_Data extracts_
________________________________________

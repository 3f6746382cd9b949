use std::fs;
use std::path::{Path, PathBuf};

use anyhow::Context;
use chrono::Utc;
use mockup_contracts::events::{
    EventPayload, EventWriter, ARTIFACT_CREATED, GENERATION_FAILED, GENERATION_REQUESTED,
    PROMPT_COMPILED, RUN_FINISHED, RUN_STARTED,
};
use mockup_contracts::mockup::{self, MockupConfiguration, RoomCategory, SubjectCategory};
use mockup_contracts::prompt;
use mockup_contracts::runs::{
    prompt_fingerprint, write_receipt, ReceiptArtifact, ReceiptRequest, RunReceipt,
};
use serde_json::{json, Map, Value};
use tracing::{info, warn};

pub mod client;
pub mod error;
pub mod gemini;
pub mod reference;
pub mod settings;

pub use client::{GenerationClient, ImageRef, ImageTransport, PARALLEL_GENERATIONS};
pub use error::MockupError;
pub use gemini::GeminiTransport;
pub use reference::ReferenceImage;
pub use settings::GeminiSettings;

/// One form submission.
#[derive(Debug, Clone)]
pub struct MockupRequest {
    pub description: String,
    pub room: RoomCategory,
    pub subject: SubjectCategory,
    pub reference: Option<ReferenceImage>,
}

#[derive(Debug, Clone, PartialEq)]
pub struct PreparedMockup {
    pub description: String,
    pub configuration: MockupConfiguration,
    pub prompt: String,
}

#[derive(Debug, Clone)]
pub struct MockupArtifact {
    pub index: usize,
    pub path: PathBuf,
    pub image: ImageRef,
}

#[derive(Debug, Clone)]
pub struct MockupOutcome {
    pub run_id: String,
    pub prompt: String,
    pub artifacts: Vec<MockupArtifact>,
    pub receipt_path: PathBuf,
}

impl MockupOutcome {
    pub fn data_uris(&self) -> Vec<String> {
        self.artifacts
            .iter()
            .map(|artifact| artifact.image.to_data_uri())
            .collect()
    }
}

/// Validates the submission and renders its prompt without touching the network.
///
/// A blank description is only accepted alongside a reference image, in which
/// case it is replaced by a description naming the file.
pub fn prepare(request: &MockupRequest) -> Result<PreparedMockup, MockupError> {
    let description = match (request.description.trim(), request.reference.as_ref()) {
        ("", Some(reference)) => prompt::default_description_for_file(&reference.name),
        ("", None) => return Err(MockupError::missing_description()),
        (text, _) => text.to_string(),
    };
    let configuration = mockup::build(request.room, request.subject);
    let prompt = prompt::compile(&configuration, &description, request.reference.is_some());
    Ok(PreparedMockup {
        description,
        configuration,
        prompt,
    })
}

pub struct MockupEngine {
    run_dir: PathBuf,
    run_id: String,
    events: EventWriter,
    client: GenerationClient,
    artifact_count: usize,
    batches: usize,
}

impl MockupEngine {
    pub fn new(
        run_dir: impl Into<PathBuf>,
        events_path: impl Into<PathBuf>,
        client: GenerationClient,
    ) -> anyhow::Result<Self> {
        let run_dir = run_dir.into();
        fs::create_dir_all(&run_dir)
            .with_context(|| format!("failed to create {}", run_dir.display()))?;
        let run_id = run_dir
            .file_name()
            .and_then(|value| value.to_str())
            .filter(|value| !value.is_empty())
            .map(str::to_string)
            .unwrap_or_else(|| format!("run-{}", uuid::Uuid::new_v4()));
        let events = EventWriter::new(events_path.into(), run_id.clone());

        events.emit(
            RUN_STARTED,
            map_object(json!({
                "out_dir": run_dir.to_string_lossy(),
                "model": client.settings().model,
            })),
        )?;

        Ok(Self {
            run_dir,
            run_id,
            events,
            client,
            artifact_count: 0,
            batches: 0,
        })
    }

    pub fn run_id(&self) -> &str {
        &self.run_id
    }

    pub fn run_dir(&self) -> &Path {
        &self.run_dir
    }

    pub fn event_writer(&self) -> EventWriter {
        self.events.clone()
    }

    pub fn generate(&mut self, request: &MockupRequest) -> Result<MockupOutcome, MockupError> {
        match self.generate_inner(request) {
            Ok(outcome) => Ok(outcome),
            Err(err) => {
                warn!(kind = err.kind(), error = %err, "mockup generation failed");
                let payload = map_object(json!({
                    "kind": err.kind(),
                    "message": err.to_string(),
                }));
                if let Err(emit_err) = self.events.emit(GENERATION_FAILED, payload) {
                    warn!(error = %emit_err, "failed to record generation_failed event");
                }
                Err(err)
            }
        }
    }

    fn generate_inner(&mut self, request: &MockupRequest) -> Result<MockupOutcome, MockupError> {
        let prepared = prepare(request)?;
        let prompt_sha256 = prompt_fingerprint(&prepared.prompt);
        self.events.emit(
            PROMPT_COMPILED,
            map_object(json!({
                "room": request.room.id(),
                "subject": request.subject.id(),
                "has_reference_image": request.reference.is_some(),
                "prompt_sha256": prompt_sha256,
                "prompt_chars": prepared.prompt.chars().count(),
            })),
        )?;

        let settings = self.client.settings();
        self.events.emit(
            GENERATION_REQUESTED,
            map_object(json!({
                "model": settings.model,
                "endpoint": settings.endpoint(),
                "branches": PARALLEL_GENERATIONS,
            })),
        )?;

        let images = self
            .client
            .generate(&prepared.prompt, request.reference.as_ref())?;

        let decoded = images
            .into_iter()
            .map(|image| {
                let bytes = image
                    .decode()
                    .map_err(|_| MockupError::missing_image_data())?;
                Ok((image, bytes))
            })
            .collect::<Result<Vec<_>, MockupError>>()?;

        // Unique per generate call on this engine.
        let batch = format!("{}-{:02}", Utc::now().timestamp_millis(), self.batches);
        self.batches += 1;
        let mut artifacts = Vec::with_capacity(decoded.len());
        for (index, (image, bytes)) in decoded.into_iter().enumerate() {
            let path = self
                .run_dir
                .join(format!("artifact-{}-{:02}.{}", batch, index, image.extension()));
            fs::write(&path, &bytes)
                .with_context(|| format!("failed to write {}", path.display()))?;
            info!(path = %path.display(), bytes = bytes.len(), "mockup image saved");
            artifacts.push((MockupArtifact { index, path, image }, bytes.len() as u64));
        }

        let mut receipt = RunReceipt::new(
            self.run_id.clone(),
            ReceiptRequest {
                description: prepared.description.clone(),
                room: request.room,
                subject: request.subject,
                has_reference_image: request.reference.is_some(),
                reference_image_name: request.reference.as_ref().map(|r| r.name.clone()),
            },
            self.client.settings().model.clone(),
            prepared.prompt.clone(),
            prepared.configuration,
        )
        .with_provider_request(&client::build_payload(
            &prepared.prompt,
            request.reference.as_ref(),
        ));
        receipt.artifacts = artifacts
            .iter()
            .map(|(artifact, bytes)| ReceiptArtifact {
                index: artifact.index,
                path: artifact.path.clone(),
                media_type: artifact.image.media_type.clone(),
                bytes: *bytes,
            })
            .collect();
        let receipt_path = self.run_dir.join(format!("receipt-{batch}.json"));
        write_receipt(&receipt_path, &receipt)?;

        for (artifact, bytes) in &artifacts {
            self.events.emit(
                ARTIFACT_CREATED,
                map_object(json!({
                    "index": artifact.index,
                    "image_path": artifact.path.to_string_lossy(),
                    "media_type": artifact.image.media_type,
                    "bytes": bytes,
                    "receipt_path": receipt_path.to_string_lossy(),
                })),
            )?;
        }
        self.artifact_count += artifacts.len();

        Ok(MockupOutcome {
            run_id: self.run_id.clone(),
            prompt: prepared.prompt,
            artifacts: artifacts.into_iter().map(|(artifact, _)| artifact).collect(),
            receipt_path,
        })
    }

    pub fn finish(&mut self) -> anyhow::Result<()> {
        self.events.emit(
            RUN_FINISHED,
            map_object(json!({
                "total_artifacts": self.artifact_count,
            })),
        )?;
        Ok(())
    }
}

________________________________________

_What the task asks_
Reply with nothing but the number of lines in the data that include the word "MockupOutcome".

_Answer to the problem_
5